[[ SOURCE INFORMATION, beginning ]]
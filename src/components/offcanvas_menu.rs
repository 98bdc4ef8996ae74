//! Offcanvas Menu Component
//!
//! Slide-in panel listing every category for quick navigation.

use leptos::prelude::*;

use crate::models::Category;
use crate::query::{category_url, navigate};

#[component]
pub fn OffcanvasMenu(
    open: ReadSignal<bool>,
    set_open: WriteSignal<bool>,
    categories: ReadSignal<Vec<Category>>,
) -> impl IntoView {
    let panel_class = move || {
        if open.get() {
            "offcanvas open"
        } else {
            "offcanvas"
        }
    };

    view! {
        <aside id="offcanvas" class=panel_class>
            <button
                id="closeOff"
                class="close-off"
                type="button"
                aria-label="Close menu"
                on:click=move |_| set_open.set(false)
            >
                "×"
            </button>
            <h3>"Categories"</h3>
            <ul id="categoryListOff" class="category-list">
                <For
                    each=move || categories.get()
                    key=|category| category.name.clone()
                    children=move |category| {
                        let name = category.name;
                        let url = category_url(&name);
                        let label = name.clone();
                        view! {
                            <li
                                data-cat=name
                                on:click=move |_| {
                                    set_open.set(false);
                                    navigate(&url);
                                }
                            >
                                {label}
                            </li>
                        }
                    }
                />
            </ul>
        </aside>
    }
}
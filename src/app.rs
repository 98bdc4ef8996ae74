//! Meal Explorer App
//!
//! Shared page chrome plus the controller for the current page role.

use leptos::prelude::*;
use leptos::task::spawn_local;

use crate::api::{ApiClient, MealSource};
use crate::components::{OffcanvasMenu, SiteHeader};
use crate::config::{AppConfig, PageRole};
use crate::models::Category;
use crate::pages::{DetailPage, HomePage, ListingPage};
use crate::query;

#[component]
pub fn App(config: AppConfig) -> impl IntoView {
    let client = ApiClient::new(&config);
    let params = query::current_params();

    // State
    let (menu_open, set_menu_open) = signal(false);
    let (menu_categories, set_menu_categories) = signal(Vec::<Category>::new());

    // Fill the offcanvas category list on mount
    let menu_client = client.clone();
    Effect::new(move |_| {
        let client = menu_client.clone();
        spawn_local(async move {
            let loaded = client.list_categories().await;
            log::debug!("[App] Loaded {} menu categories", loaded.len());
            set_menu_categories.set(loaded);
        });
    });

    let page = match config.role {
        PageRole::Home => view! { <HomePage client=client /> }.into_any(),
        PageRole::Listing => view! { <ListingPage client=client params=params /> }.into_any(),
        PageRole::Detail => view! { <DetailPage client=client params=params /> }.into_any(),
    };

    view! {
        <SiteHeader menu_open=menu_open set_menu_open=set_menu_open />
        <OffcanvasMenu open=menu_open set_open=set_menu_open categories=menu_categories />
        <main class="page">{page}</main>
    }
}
[[ SOURCE INFORMATION, end ]]
**PROBLEM STATEMENT**
Wherever the word "components" occurs in a line of the listing, copy that line.

**FINISHED EXERCISE**
filename src/components/offcanvas_menu.rs
use crate::components::{OffcanvasMenu, SiteHeader};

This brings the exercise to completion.